A recent survey by Local Government New Zealand revealed
that 31 per cent of people didn’t bother voting because they didn’t know enough
about the candidates. Another 24 per cent intended to vote but forgot to, and
14 per cent were too busy. But only 14 per cent were genuinely not interested.
The low participation rate is hard to explain when you
consider the profound impact local government has on our daily lives: the
streets we drive on, the sewage plants that treat our waste, the hospitals we
go to when we have an accident, the water we drink, the disposal of the rubbish
we create, the sports grounds we play on, the libraries that issue our books
and the hygiene standards of the restaurants and takeaway bars we patronise.

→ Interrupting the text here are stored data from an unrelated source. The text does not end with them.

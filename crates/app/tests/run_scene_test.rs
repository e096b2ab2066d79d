//! End-to-end runs of scene files through the file repository, the static
//! options sources and the scheduler.
#![allow(clippy::unwrap_used, clippy::expect_used, clippy::panic)]

use std::path::PathBuf;

use pretty_assertions::assert_eq;
use serde_json::json;
use tempfile::{TempDir, tempdir};

use cascade::{AppError, run};
use cascade_application::LoadSceneError;
use cascade_domain::VariableValue;

const CHAIN: &str = r#"
title: chain
sources:
  metrics:
    'A.*':
      - { label: AA, value: AA }
      - { label: AB, value: AB }
    'AA.*':
      - { label: AAA, value: AAA }
      - { label: AAB, value: AAB }
root:
  title: dashboard
  variables:
    - { name: A, type: query, source: metrics, query: 'A.*' }
    - { name: B, type: query, source: metrics, query: '$A.*' }
    - { name: C, type: query, source: missing, query: 'x' }
    - { name: env, type: custom, query: 'dev, prod', include_all: true, default_to_all: true }
  children:
    - title: panel
      state:
        expr: 'sum(up{a="$A", b=~"$B"})'
        envs: '${env:csv}'
        limit: 10
    - title: hidden
      active: false
"#;

fn write(dir: &TempDir, name: &str, contents: &str) -> PathBuf {
    let path = dir.path().join(name);
    std::fs::write(&path, contents).expect("Failed to write scene");
    path
}

#[tokio::test]
async fn test_chain_settles() {
    let dir = tempdir().expect("Failed to create temp directory");
    let path = write(&dir, "chain.yaml", CHAIN);

    let report = run(&path).await.expect("Failed to run scene");
    assert_eq!(report.title, "chain");

    let dashboard = report.node("dashboard").unwrap();
    assert!(dashboard.active);
    assert_eq!(dashboard.variable("A").unwrap().value, VariableValue::from("AA"));
    assert_eq!(dashboard.variable("A").unwrap().options, 2);
    assert_eq!(dashboard.variable("B").unwrap().value, VariableValue::from("AAA"));
    assert_eq!(dashboard.variable("env").unwrap().value, VariableValue::all());
    assert_eq!(dashboard.variable("env").unwrap().text, VariableValue::all_text());
}

#[tokio::test]
async fn test_missing_source_reported_per_variable() {
    let dir = tempdir().unwrap();
    let path = write(&dir, "chain.yml", CHAIN);

    let report = run(&path).await.unwrap();
    let dashboard = report.node("dashboard").unwrap();
    assert!(dashboard.variable("C").unwrap().error.is_some());
    assert!(dashboard.variable("B").unwrap().error.is_none());
}

#[tokio::test]
async fn test_consumer_state_interpolated() {
    let dir = tempdir().unwrap();
    let path = write(&dir, "chain.yaml", CHAIN);

    let report = run(&path).await.unwrap();
    let panel = report.node("panel").unwrap();
    assert_eq!(panel.state["expr"], json!(r#"sum(up{a="AA", b=~"AAA"})"#));
    assert_eq!(panel.state["envs"], json!("dev,prod"));
    assert_eq!(panel.state["limit"], json!(10));
}

#[tokio::test]
async fn test_inactive_node_stays_inactive() {
    let dir = tempdir().unwrap();
    let path = write(&dir, "chain.yaml", CHAIN);

    let report = run(&path).await.unwrap();
    let titles: Vec<&str> = report.nodes.iter().map(|n| n.title.as_str()).collect();
    assert_eq!(titles, vec!["dashboard", "panel", "hidden"]);
    assert!(!report.node("hidden").unwrap().active);
}

#[tokio::test]
async fn test_json_scene() {
    let dir = tempdir().unwrap();
    let path = write(
        &dir,
        "scene.json",
        r#"{
            "title": "constants",
            "root": {
                "title": "root",
                "variables": [{"name": "region", "type": "constant", "value": "eu"}],
                "state": {"target": "[[region]]"}
            }
        }"#,
    );

    let report = run(&path).await.unwrap();
    let root = report.node("root").unwrap();
    assert_eq!(root.variable("region").unwrap().value, VariableValue::from("eu"));
    assert_eq!(root.state["target"], json!("eu"));
}

#[tokio::test]
async fn test_missing_file() {
    let dir = tempdir().unwrap();
    let result = run(&dir.path().join("absent.yaml")).await;
    assert!(matches!(result, Err(AppError::Load(LoadSceneError::NotFound(_)))));
}

#[tokio::test]
async fn test_unsupported_extension() {
    let dir = tempdir().unwrap();
    let path = write(&dir, "scene.toml", "title = 'x'");
    let result = run(&path).await;
    assert!(matches!(result, Err(AppError::Load(LoadSceneError::ParseError(_)))));
}

#[tokio::test]
async fn test_duplicate_variable_rejected() {
    let dir = tempdir().unwrap();
    let path = write(
        &dir,
        "dup.yaml",
        "root:\n  variables:\n    - { name: a, type: text_box }\n    - { name: a, type: text_box }\n",
    );
    let result = run(&path).await;
    assert!(matches!(result, Err(AppError::Load(LoadSceneError::ParseError(_)))));
}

LGNZ chief executive Malcolm Alexander put an interesting
spin on the elections last week when he pointed out that local government controls
$120 billion worth of assets and spends $8 billion annually. If you were a
shareholder in a company that size, he said, you’d surely want a say in who ran
it.
In many respects, local government has a more direct influence
on our quality of life than legislation passed by Parliament. Yet a general
election generates infinitely greater interest and excitement than the local
government polls.
And it goes without saying that Parliament attracts a
different type of candidate. National politics has an aura of glamour and power
– words not normally associated with local government. The money’s better, too.
Yet there’s never a shortage of candidates for local office.

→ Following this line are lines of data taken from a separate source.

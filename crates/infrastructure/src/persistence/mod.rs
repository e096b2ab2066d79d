//! File-based persistence adapters.

mod file_system;
mod scene_repository;

pub use file_system::TokioFileSystem;
pub use scene_repository::{FileSceneRepository, SceneFormat};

For reasons that are not immediately apparent, it seems to appeal to a
particular personality type. And I suppose the rest of us should be grateful,
because someone has to do it.
All of which brings me back to those oddballs,
mischief-makers and egotists.
Inevitably, some of them will get elected. And once in
office, they can be hard to dislodge. They will attract publicity. Their names
will become known.
And three years down the track, when people vote again, they
may get re-elected simply because people recognise their names.

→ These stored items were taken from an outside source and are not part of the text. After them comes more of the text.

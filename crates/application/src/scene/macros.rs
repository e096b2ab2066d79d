//! Reserved macro names
//!
//! Macros stand in for variables that are never stored: they are computed
//! from the scope's context on each resolution.

use cascade_domain::interpolation::{ALL_VARIABLES_MACRO, VariableFormat};
use cascade_domain::{TimeRange, Variable};

/// Information about a macro.
#[derive(Debug, Clone, PartialEq, Eq)]
pub struct MacroInfo {
    /// Macro name without `$`.
    pub name: &'static str,
    /// Human-readable description.
    pub description: &'static str,
}

/// Every macro the resolver knows.
pub const MACROS: &[MacroInfo] = &[
    MacroInfo {
        name: "__from",
        description: "Start of the nearest time range in epoch milliseconds",
    },
    MacroInfo {
        name: "__to",
        description: "End of the nearest time range in epoch milliseconds",
    },
    MacroInfo {
        name: "__timezone",
        description: "Timezone of the nearest time range",
    },
    MacroInfo {
        name: ALL_VARIABLES_MACRO,
        description: "Query string of every URL-synced variable in scope",
    },
];

/// Resolves a macro. Returns `None` for unknown names, and for time macros
/// when no time range is in scope.
pub(crate) fn resolve<'a, F>(
    name: &str,
    time_range: Option<&TimeRange>,
    variables: F,
) -> Option<String>
where
    F: FnOnce() -> Vec<&'a Variable>,
{
    match name {
        "__from" => time_range.map(|range| range.from_millis().to_string()),
        "__to" => time_range.map(|range| range.to_millis().to_string()),
        "__timezone" => time_range.map(|range| range.timezone.clone()),
        ALL_VARIABLES_MACRO => Some(all_variables_query(&variables())),
        _ => None,
    }
}

/// `var-a=1&var-b=x&var-b=y` for the given variables, raw values.
fn all_variables_query(variables: &[&Variable]) -> String {
    variables
        .iter()
        .map(|variable| {
            let mut values = variable.value().to_list();
            if values.is_empty() {
                values.push(String::new());
            }
            VariableFormat::QueryParam.apply(variable.name(), &values)
        })
        .collect::<Vec<_>>()
        .join("&")
}

#[cfg(test)]
#[allow(clippy::unwrap_used, clippy::expect_used, clippy::panic)]
mod tests {
    use super::*;
    use chrono::{TimeZone, Utc};

    fn range() -> TimeRange {
        TimeRange::new(
            Utc.timestamp_millis_opt(1_000).unwrap(),
            Utc.timestamp_millis_opt(5_000).unwrap(),
        )
        .unwrap()
        .with_timezone("UTC")
    }

    #[test]
    fn test_time_macros() {
        let range = range();
        assert_eq!(resolve("__from", Some(&range), Vec::new), Some("1000".into()));
        assert_eq!(resolve("__to", Some(&range), Vec::new), Some("5000".into()));
        assert_eq!(resolve("__timezone", Some(&range), Vec::new), Some("UTC".into()));
        assert_eq!(resolve("__from", None, Vec::new), None);
    }

    #[test]
    fn test_unknown_macro() {
        assert_eq!(resolve("__interval", None, Vec::new), None);
    }

    #[test]
    fn test_all_variables() {
        let env = Variable::constant("env", "prod");
        let host = Variable::custom("host", "").with_value(vec!["a", "b"], vec!["a", "b"]);
        let empty = Variable::text_box("q", "");
        let out = resolve(ALL_VARIABLES_MACRO, None, || vec![&env, &host, &empty]);
        assert_eq!(out.as_deref(), Some("var-env=prod&var-host=a&var-host=b&var-q="));
    }

    #[test]
    fn test_macro_names_are_reserved() {
        assert!(MACROS.iter().all(|m| m.name.starts_with("__")));
    }
}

That’s one of the hazards of local government. We just have
to hope that the sensible, conscientious councillors will outnumber those who
are in it for self-aggrandisement or to pursue their own weird agendas.
"Yet there’s never a shortage of candidates for local office."
ReplyDeleteHere in Eastbourne the election papers contained no candidates for community board because nobody put their hands up. The existing board has been rolled over.
Listening to a lengthy session on talkback about the low turn-out I concluded that for many people none participation is a protest vote. My own Dad is refusing to vote and that's very uncharacteristic. He doesn't like the incumbents but doesn't see any better replacements. I sent off my papers without a tick for Mayor, not even subscribing to the 'lesser of two evils'. There was one person I promised to vote for and had to honour that. And I managed to find a couple of others who mildly appealed.
I any case, like central govt politicians, the influence they can exert over bureaucracy is limited.
Our district council usually doesn't have a vote in this ward as the councillors usually seem to jack it up amongst themselves as to who will stand. This election however there are 5 candidates for 4 positions and they all wrote a section in the booklet that came out. None has any apparent policies-they just say where they live and that they are nice people(which I am sure is true...)and that's it. No meetings have been held anywhere that I can detect-I have searched the local papers but nothing. I threw the papers in the rubbish and so not voting is m=y protest vote. We pay rates but living in the country get no services at all. When i asked the mayor why we paid such high rates and got no services he said that for the rates we got democracy!